POUGHKEEPSIE, NY.- The novelist Eudora Welty once wrote that a good snapshot keeps a moment from running away.
With the advent of smartphone cameras and social media, people are capturing more moments than ever before in the history of photography, yet the vast majority of these images are made, stored, and shared digitallybut never printed. A photograph as a tangible object has become a thing of the past, a charming remnant of a time when taking a photograph was a rarified event, rather than an everyday, every hour, or every minute experience.
A new exhibition at the
Frances Lehman Loeb Art Center at Vassar College offers a glimpse into how the medium used to function in the lives of amateur photographers. Other Peoples Pictures: Snapshots from the Peter J. Cohen Gift will be on view July 14-September 17, 2017. The exhibition and all associated events are free and open to the public.
Comprised of 200 small black-and-white photographs mostly of American women from the early and mid-twentieth century, the photos in this exhibition were selected from a gift of more than 500 donated by Peter J. Cohen in 2015.

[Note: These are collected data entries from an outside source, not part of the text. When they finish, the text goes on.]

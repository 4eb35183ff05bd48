// Re-export all items from the submodules
mod env_vars;
mod shipper_config;

pub use shipper_config::{
    DestinationConfig,
    ShipperConfig,
    SourceConfig,
    SourceKind,
    TransferSettings,
    load_config,
};

pub use env_vars::parse_unix_env_vars;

Cohen, a tireless and enthusiastic collector, has amassed more approximately 50,000 amateur photographs culled from antique shops, flea markets, private dealers, and online sources. Thanks to his inclination to both collect and donate them to museums, these photographs have been rescued from neglect and possible oblivion.
"The snapshot, which became possible after the invention of the Kodak camera in 1888, is a instant in time, says Cohen. Out of context one doesn't know what happened before or after that moment. The speculation of events is part of the magic and mystery of viewing other people's pictures."
These objects, often called vernacular photographs, are not taken as works of art or official records of events made for mass consumption, yet they reflect the texture of modern life by capturing moments in the lives of ordinary people.
Gathered in this exhibition, they are seen in a new context and imbued with fresh meaning, says Mary-Kay Lombino, the Emily Hargroves Fisher '57 and Richard B. Fisher Curator and Assistant Director for Strategic Planning at the Art Center. Separated from their individual origin stories, they become cultural artifacts, blank slates for narrative rewrites, ripe for reinterpretation.
Included in the exhibition is a range of images depicting traditional roles such as women with children, in couples, or in domestic scenes, as well as women dressed for work, leisure, or in the fashion of the times. In addition we see women revealing a rebellious independence, breaking with propriety, seducing the viewer, flaunting their sexuality, and dressing as men. An underlying theme that emerges from this collection of pictures is the power of the pose and the desire to shape ones identity for the camera.
This exhibition offers an opportunity to view the pictures from the vantage point of the twenty-first century in a time when womens rights and the social mores that determine their behavior are being questioned, debated, and even protested in the political arena, Lombino explains.
This will be the first large exhibition funded by the Hoene Hoy Photography Endowment Fund. Other Peoples Pictures is a two-way mirror, reflecting those who posed for them long ago and those who chose and respond to them today. This is a uniquely participatory exhibition, says Anne Hoene Hoy 63.
In addition to a focus on women in America, individual images were chosen for their idiosyncratic, adventurous, and sometimes humorous spirit. The images in the exhibition are universally familiar: the idea of perfection and the impossibility to achieve it lingers in the poses, outfits, and faces of the women depicted.
The exhibition will be accompanied by a fully illustrated catalogue featuring short fictional narratives on individual photography by Vassar students and professors as well as artists. Writers include Ann Daly, Leigh Williams, Mark Dion, Amitava Kumar, Judith Linn, Marco Breuer, Eirik Johnson, Katherine Newbegin, Jerry L. Thompson, Oliver Wasow, Caleb Stein, and several others.
These snapshots are full of mistakes and mishaps, near perfect compositions and awkward expressions, and collectively they attest to the tremendous impact that photography has had on the ways in which women see themselves, Lombino says. The women that stare back at us from the small frame of each picture project self-possession and allure that is at once timeless and fleeting, forthright and vulnerable.